Disability Pay Gap Report

This is the third year that we are voluntarily publishing our information on our disability pay gap. This helps us to be more open and transparent about our people.

It will also encourage more people to share their disability information so we can better understand who we are and remove barriers that may be impacting our people in their day-to-day lives.

Our disability pay gap has been calculated in accordance with Government regulations for calculating gender pay gaps.

The disability pay gap is the difference in average hourly rate of pay between our disabled and non-disabled employees across the whole organisation. Whilst our pay gap is relatively low, we know that this is based on limited disability data.  However, we want to lead the industry on diversity and inclusion and this report is another important way to help us achieve this.

We acknowledge that our disability pay gap will fluctuate as we increase sharing rates and the diversity of the organisation, but we are committed to creating an inclusive environment for all.
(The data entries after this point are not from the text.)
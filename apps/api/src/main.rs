mod complaints;
mod config;
mod enrichment;
mod errors;
mod llm_client;
mod models;
mod nlu;
mod routes;
mod state;
mod store;
mod taxonomy;

use anyhow::Result;
use std::net::SocketAddr;
use std::sync::Arc;
use tower_http::{cors::CorsLayer, trace::TraceLayer};
use tracing::{error, info};
use tracing_subscriber::{layer::SubscriberExt, util::SubscriberInitExt, EnvFilter};

use crate::config::Config;
use crate::llm_client::LlmClient;
use crate::nlu::NluClient;
use crate::routes::build_router;
use crate::state::AppState;
use crate::store::JsonFileStore;

#[tokio::main]
async fn main() -> Result<()> {
    // Load configuration first (fails on missing required env vars)
    let config = Config::from_env()?;

    // Initialize structured logging
    tracing_subscriber::registry()
        .with(EnvFilter::try_from_default_env().unwrap_or_else(|_| {
            EnvFilter::new(format!("{}={}", env!("CARGO_CRATE_NAME"), &config.rust_log))
        }))
        .with(tracing_subscriber::fmt::layer())
        .init();

    info!("Starting Complaints API v{}", env!("CARGO_PKG_VERSION"));

    // Initialize the complaint store
    let store = Arc::new(JsonFileStore::new(&config.storage_file));

    // Initialize LLM client
    let llm = Arc::new(LlmClient::new(config.groq_api_key.clone()));
    info!("LLM client initialized (model: {})", llm_client::MODEL);

    // Initialize Dialogflow; a missing credential disables the chatbot
    // endpoint without taking the rest of the service down.
    let nlu = match NluClient::initialize(&config.service_account_file) {
        Ok(client) => Some(Arc::new(client)),
        Err(e) => {
            error!("Failed to initialize Dialogflow: {e}");
            None
        }
    };

    // Build app state
    let state = AppState {
        store,
        llm,
        nlu,
        config: config.clone(),
    };

    // Build router
    let app = build_router(state)
        .layer(TraceLayer::new_for_http())
        .layer(CorsLayer::permissive());

    let addr: SocketAddr = format!("0.0.0.0:{}", config.port).parse()?;
    info!("Listening on {addr}");

    let listener = tokio::net::TcpListener::bind(addr).await?;
    axum::serve(listener, app).await?;

    Ok(())
}
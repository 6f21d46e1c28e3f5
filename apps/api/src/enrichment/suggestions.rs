//! Interim Suggestion Generator — per-department advice while a complaint
//! waits in the queue. Falls back to generic guidance on any failure, so the
//! pipeline never loses a record to a bad suggestion call.

use tracing::warn;

use crate::enrichment::prompts::{SUGGESTION_PROMPT_TEMPLATE, SUGGESTION_SYSTEM};
use crate::llm_client::TextInference;
use crate::taxonomy::Department;

/// Per-department cap on suggestions.
pub const MAX_SUGGESTIONS: usize = 4;
/// Lines at or below this length are parsing noise, not suggestions.
const MIN_SUGGESTION_LEN: usize = 3;

/// Generic guidance used when the model yields nothing usable.
const FALLBACK_SUGGESTIONS: [&str; 2] = [
    "Please wait while the department reviews your complaint.",
    "You may follow up politely if no response within a few days.",
];

/// Asks for 3-4 actionable suggestions for one department. Infallible:
/// an empty parse or any transport failure yields the generic fallback pair.
pub async fn interim_suggestions(
    llm: &dyn TextInference,
    institute: &str,
    text: &str,
    department: Department,
) -> Vec<String> {
    let prompt = SUGGESTION_PROMPT_TEMPLATE
        .replace("{institute}", institute)
        .replace("{complaint}", text)
        .replace("{department}", department.name());

    match llm.invoke(&prompt, SUGGESTION_SYSTEM).await {
        Ok(response) => {
            let parsed = parse_suggestions(&response);
            if parsed.is_empty() {
                warn!("No usable suggestions for {department}, using fallback");
                fallback_suggestions()
            } else {
                parsed
            }
        }
        Err(e) => {
            warn!("Suggestion call failed for {department} ({e}), using fallback");
            fallback_suggestions()
        }
    }
}

fn fallback_suggestions() -> Vec<String> {
    FALLBACK_SUGGESTIONS.iter().map(|s| s.to_string()).collect()
}

/// Splits a response on line breaks, strips bullet markers and whitespace,
/// drops fragments, and truncates to the per-department cap.
fn parse_suggestions(raw: &str) -> Vec<String> {
    raw.lines()
        .map(|line| line.trim().trim_start_matches(['-', '•', '*', ' ']).trim())
        .filter(|line| line.len() > MIN_SUGGESTION_LEN)
        .take(MAX_SUGGESTIONS)
        .map(str::to_string)
        .collect()
}
use std::sync::Arc;

use crate::config::Config;
use crate::llm_client::TextInference;
use crate::nlu::NluClient;
use crate::store::RecordStore;

/// Shared application state injected into all route handlers via Axum extractors.
#[derive(Clone)]
pub struct AppState {
    pub store: Arc<dyn RecordStore>,
    pub llm: Arc<dyn TextInference>,
    /// `None` when no NLU credential was found at startup; the chatbot
    /// endpoint reports this as an error, everything else keeps working.
    pub nlu: Option<Arc<NluClient>>,
    pub config: Config,
}
//! Officer Brief Generator — fixed-format internal summary line.

use crate::taxonomy::Department;

/// Renders the one-line brief shown to complaint officers. Pure templating,
/// no LLM call; an empty department list gets a generic routing phrase.
pub fn render_officer_brief(summary: &str, severity: u8, departments: &[Department]) -> String {
    let dept_str = if departments.is_empty() {
        "relevant department".to_string()
    } else {
        departments
            .iter()
            .map(|d| d.name())
            .collect::<Vec<_>>()
            .join(", ")
    };

    format!(
        "A student complaint has been received regarding {summary}. \
        It is rated {severity}/5 in severity and forwarded to the {dept_str} department(s)."
    )
}
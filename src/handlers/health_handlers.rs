//! Health & readiness handlers.
//!
//! - GET /healthz  -> simple liveness ("ok")
//! - GET /readyz   -> readiness that checks DB connectivity and disk I/O

use crate::services::archive_service::ArchiveService;
use axum::{Json, extract::State, http::StatusCode, response::IntoResponse};
use serde::Serialize;
use std::collections::HashMap;
use tokio::fs;
use uuid::Uuid;

/// `GET /healthz`
///
/// Very small liveness probe — always returns 200 OK with a plain JSON body.
/// This endpoint should be cheap and never perform I/O.
pub async fn healthz() -> impl IntoResponse {
    (
        StatusCode::OK,
        Json(HealthResponse {
            status: "ok".into(),
        }),
    )
}

/// `GET /readyz`
///
/// Readiness probe that:
/// 1. Runs a lightweight query against SQLite (`SELECT 1`).
/// 2. Performs a best-effort write/read/delete under the storage root.
///
/// Returns JSON describing each check. HTTP 200 when all checks pass,
/// HTTP 503 when any check fails.
pub async fn readyz(State(service): State<ArchiveService>) -> impl IntoResponse {
    // 1) SQLite check
    let sqlite_check = match sqlx::query_scalar::<_, i64>("SELECT 1")
        .fetch_one(&*service.repo.db)
        .await
    {
        Ok(v) if v == 1 => (true, None::<String>),
        Ok(v) => (false, Some(format!("unexpected result: {}", v))),
        Err(e) => (false, Some(format!("error: {}", e))),
    };

    // 2) Disk write/read/delete check (use a temp file under the storage root)
    let tmp_path = service
        .storage_dir
        .join(format!(".readyz-{}", Uuid::new_v4()));
    let disk_check = match fs::write(&tmp_path, b"readyz").await {
        Ok(_) => match fs::read(&tmp_path).await {
            Ok(bytes) => {
                if bytes == b"readyz" {
                    match fs::remove_file(&tmp_path).await {
                        Ok(_) => (true, None::<String>),
                        Err(e) => (true, Some(format!("could not remove tmp file: {}", e))),
                    }
                } else {
                    let _ = fs::remove_file(&tmp_path).await;
                    (false, Some("file content mismatch".to_string()))
                }
            }
            Err(e) => {
                let _ = fs::remove_file(&tmp_path).await;
                (false, Some(format!("could not read tmp file: {}", e)))
            }
        },
        Err(e) => (false, Some(format!("could not write tmp file: {}", e))),
    };

    let sqlite_ok = sqlite_check.0;
    let disk_ok = disk_check.0;
    let overall_ok = sqlite_ok && disk_ok;

    let mut checks = HashMap::new();
    checks.insert(
        "sqlite",
        CheckStatus {
            ok: sqlite_ok,
            error: sqlite_check.1,
        },
    );
    checks.insert(
        "disk",
        CheckStatus {
            ok: disk_ok,
            error: disk_check.1,
        },
    );

    let body = ReadyResponse {
        status: if overall_ok {
            "ok".into()
        } else {
            "error".into()
        },
        checks,
    };

    let status = if overall_ok {
        StatusCode::OK
    } else {
        StatusCode::SERVICE_UNAVAILABLE
    };
    (status, Json(body))
}

#[derive(Serialize)]
struct HealthResponse {
    status: String,
}

#[derive(Serialize)]
struct ReadyResponse {
    status: String,
    checks: HashMap<&'static str, CheckStatus>,
}

#[derive(Serialize)]
struct CheckStatus {
    ok: bool,
    error: Option<String>,
}
use crate::services::ArchiveError;
use axum::{
    Json,
    http::StatusCode,
    response::{IntoResponse, Response},
};
use serde_json::json;
use std::fmt;

/// A failed request, rendered as the JSON envelope `{message, status,
/// pbdb_id?}` that every non-binary endpoint speaks.
#[derive(Debug)]
pub struct ApiError {
    pub status: StatusCode,
    pub message: String,
    pub pbdb_id: Option<i64>,
}

impl ApiError {
    /// Create a new ApiError with a specific status and message.
    pub fn new(status: StatusCode, msg: impl Into<String>) -> Self {
        Self {
            status,
            message: msg.into(),
            pbdb_id: None,
        }
    }

    /// Shortcut for a 500 Internal Server Error
    pub fn internal(msg: impl Into<String>) -> Self {
        Self::new(StatusCode::INTERNAL_SERVER_ERROR, msg)
    }

    /// Attach the archive number, unless the error already carries one.
    pub fn with_id(mut self, archive_no: i64) -> Self {
        self.pbdb_id.get_or_insert(archive_no);
        self
    }
}

impl fmt::Display for ApiError {
    fn fmt(&self, f: &mut fmt::Formatter<'_>) -> fmt::Result {
        write!(f, "{}", self.message)
    }
}

impl std::error::Error for ApiError {}

impl IntoResponse for ApiError {
    fn into_response(self) -> Response {
        let mut body = json!({
            "message": self.message,
            "status": self.status.as_u16()
        });
        if let Some(id) = self.pbdb_id {
            body["pbdb_id"] = json!(id);
        }

        (self.status, Json(body)).into_response()
    }
}

impl From<ArchiveError> for ApiError {
    fn from(err: ArchiveError) -> Self {
        match err {
            ArchiveError::Authentication(msg) => Self::new(StatusCode::BAD_REQUEST, msg),
            ArchiveError::MissingOrcid(_) => Self::new(StatusCode::FORBIDDEN, "Missing ORCID"),
            ArchiveError::NotAuthorized(msg) => Self::new(StatusCode::BAD_REQUEST, msg),
            ArchiveError::Validation(msg) => Self::new(StatusCode::BAD_REQUEST, msg),
            ArchiveError::NotFound(archive_no) => {
                Self::new(StatusCode::NOT_FOUND, "Not found").with_id(archive_no)
            }
            ArchiveError::RecordCreation(_) => Self::internal("Server error - Record creation"),
            ArchiveError::Persistence(_) => Self::internal("Server error - database"),
            ArchiveError::Fetch { archive_no, .. } => {
                Self::internal("Server error - File retrieval").with_id(archive_no)
            }
            ArchiveError::DataService { archive_no, .. } => {
                Self::internal("Server error - Data service").with_id(archive_no)
            }
            ArchiveError::Compression { archive_no, .. } => {
                Self::internal("Server error - File compression").with_id(archive_no)
            }
            ArchiveError::Io(_) => Self::internal("Server error - file system"),
        }
    }
}

impl From<anyhow::Error> for ApiError {
    fn from(err: anyhow::Error) -> Self {
        ApiError::internal(err.to_string())
    }
}
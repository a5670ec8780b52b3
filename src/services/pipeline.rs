//! Fetch-and-compress pipeline.
//!
//! Retrieves a remote payload to disk, records the transfer's status line
//! and headers next to it, validates the transfer, and compresses the
//! payload in place. Owns the artifact bytes, never the metadata row.
//!
//! No retries: each failure is terminal for the calling workflow. The
//! client-wide timeout bounds a hung upstream, surfacing it as a transfer
//! error.

use async_compression::tokio::write::BzEncoder;
use futures::StreamExt;
use reqwest::header;
use std::io;
use std::path::{Path, PathBuf};
use thiserror::Error;
use tokio::{
    fs::{self, File},
    io::AsyncWriteExt,
};
use tracing::debug;
use uuid::Uuid;

#[derive(Debug, Error)]
pub enum PipelineError {
    /// The transfer itself failed: connection, timeout, or a dropped body.
    #[error("transfer failed: {0}")]
    Transfer(String),
    /// The upstream answered with something other than a 200.
    #[error("data service returned `{0}`")]
    DataService(String),
    /// Compressing the fetched payload failed.
    #[error("compression failed: {0}")]
    Compression(String),
    #[error(transparent)]
    Io(#[from] io::Error),
}

/// Outcome of a validated transfer.
#[derive(Debug)]
pub struct FetchOutcome {
    /// First line of the recorded response header file, e.g. `HTTP/1.1 200 OK`.
    pub status_line: String,
    /// Payload bytes written to the destination file.
    pub bytes_written: u64,
}

#[derive(Clone)]
pub struct FetchPipeline {
    client: reqwest::Client,
}

impl FetchPipeline {
    pub fn new(client: reqwest::Client) -> Self {
        Self { client }
    }

    /// Retrieve `uri` into `dest`, recording the response status line and
    /// headers to `dest + ".header"`.
    ///
    /// The body streams through a temp file that is renamed into place only
    /// after a complete, synced write. Success requires the header record
    /// to exist and its first line to carry a 200 token; anything else
    /// leaves no partial file behind at `dest`.
    pub async fn fetch_and_store(
        &self,
        uri: &str,
        dest: &Path,
        session_cookie: Option<&str>,
    ) -> Result<FetchOutcome, PipelineError> {
        let mut request = self.client.get(uri);
        if let Some(token) = session_cookie {
            request = request.header(header::COOKIE, format!("session_id={token}"));
        }

        let response = request
            .send()
            .await
            .map_err(|err| PipelineError::Transfer(err.to_string()))?;

        // Record the transfer metadata before draining the body, the way
        // `curl -D` would.
        let status_line = format!("{:?} {}", response.version(), response.status());
        let mut header_record = String::with_capacity(256);
        header_record.push_str(&status_line);
        header_record.push_str("\r\n");
        for (name, value) in response.headers() {
            header_record.push_str(name.as_str());
            header_record.push_str(": ");
            header_record.push_str(value.to_str().unwrap_or(""));
            header_record.push_str("\r\n");
        }
        let header_path = sibling_path(dest, ".header");
        fs::write(&header_path, header_record).await?;

        // Stream the body into a temp file, then rename into place.
        let parent = dest
            .parent()
            .map(Path::to_path_buf)
            .ok_or_else(|| PipelineError::Transfer("destination has no parent directory".into()))?;
        fs::create_dir_all(&parent).await?;
        let tmp_path = parent.join(format!(".tmp-{}", Uuid::new_v4()));
        let mut file = File::create(&tmp_path).await?;

        let mut bytes_written: u64 = 0;
        let mut stream = response.bytes_stream();
        while let Some(chunk_res) = stream.next().await {
            let chunk = match chunk_res {
                Ok(chunk) => chunk,
                Err(err) => {
                    let _ = fs::remove_file(&tmp_path).await;
                    return Err(PipelineError::Transfer(err.to_string()));
                }
            };
            bytes_written += chunk.len() as u64;
            if let Err(err) = file.write_all(&chunk).await {
                let _ = fs::remove_file(&tmp_path).await;
                return Err(PipelineError::Io(err));
            }
        }
        if let Err(err) = file.flush().await {
            let _ = fs::remove_file(&tmp_path).await;
            return Err(PipelineError::Io(err));
        }
        if let Err(err) = file.sync_all().await {
            let _ = fs::remove_file(&tmp_path).await;
            return Err(PipelineError::Io(err));
        }

        // Validate the transfer from the recorded header file.
        let recorded = fs::read_to_string(&header_path)
            .await
            .map_err(|_| PipelineError::Transfer("response header record missing".into()))?;
        let first_line = recorded.lines().next().unwrap_or("").to_string();
        if !first_line.contains("200") {
            let _ = fs::remove_file(&tmp_path).await;
            return Err(PipelineError::DataService(first_line));
        }

        fs::rename(&tmp_path, dest).await?;
        debug!(
            "fetched {} byte(s) from {} into {}",
            bytes_written,
            uri,
            dest.display()
        );

        Ok(FetchOutcome {
            status_line: first_line,
            bytes_written,
        })
    }

    /// Compress `src` into `src + ".bz2"` and remove the original,
    /// mirroring an in-place `bzip2 -f`.
    pub async fn compress(&self, src: &Path) -> Result<PathBuf, PipelineError> {
        let dst = sibling_path(src, ".bz2");

        let mut input = File::open(src)
            .await
            .map_err(|err| PipelineError::Compression(err.to_string()))?;
        let output = File::create(&dst)
            .await
            .map_err(|err| PipelineError::Compression(err.to_string()))?;

        let mut encoder = BzEncoder::new(output);
        tokio::io::copy(&mut input, &mut encoder)
            .await
            .map_err(|err| PipelineError::Compression(err.to_string()))?;
        encoder
            .shutdown()
            .await
            .map_err(|err| PipelineError::Compression(err.to_string()))?;

        fs::remove_file(src).await?;
        debug!("compressed {} into {}", src.display(), dst.display());

        Ok(dst)
    }
}

/// Append a suffix to a path without touching its existing extension.
fn sibling_path(path: &Path, suffix: &str) -> PathBuf {
    let mut os = path.as_os_str().to_os_string();
    os.push(suffix);
    PathBuf::from(os)
}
2023 disability pay gap report

Our 2023 median* disability pay gap is 1.4 per cent. This is lower than the national average of 13.8 per cent, which was published in 2021.

At the time of reporting (31 March 2023) 4 per cent of our colleagues have shared that they are disabled. However, we have no disability data for around 25 per cent of our workforce.

Our Disability Matters project supports the business to better attract, retain and develop disabled candidates and colleagues so that we can better serve our passengers.

You can read more about our disability data, the pay gap and the Disability Matters project in the full report.

We are committed to this report and the reduction of our pay gap over time. It demonstrates our ambition to be an employer of choice for disabled people, taking our industry in the right direction and being transparent along the way. We are ambitious in our plans to improve the experiences of our disabled colleagues, because our working environment should not be a barrier for anyone at Network Rail, ever.

Rob Morton, Route Services managing director and Disability Matters project sponsor

Previous disability pay gap reports

Related pages

*We look at both the mean (average) and median (middle) for pay gap reporting. The mean difference is the difference in average hourly pay; adding all pay rates together and dividing by the total number of people. The median difference is the difference in hourly pay between the middle paid (the person at the mid-point if you were to line all employees up from low to high pay) male employee and middle paid woman employee. The median is the most representative measure as it stops a small amount of very high or low salaries skewing the results.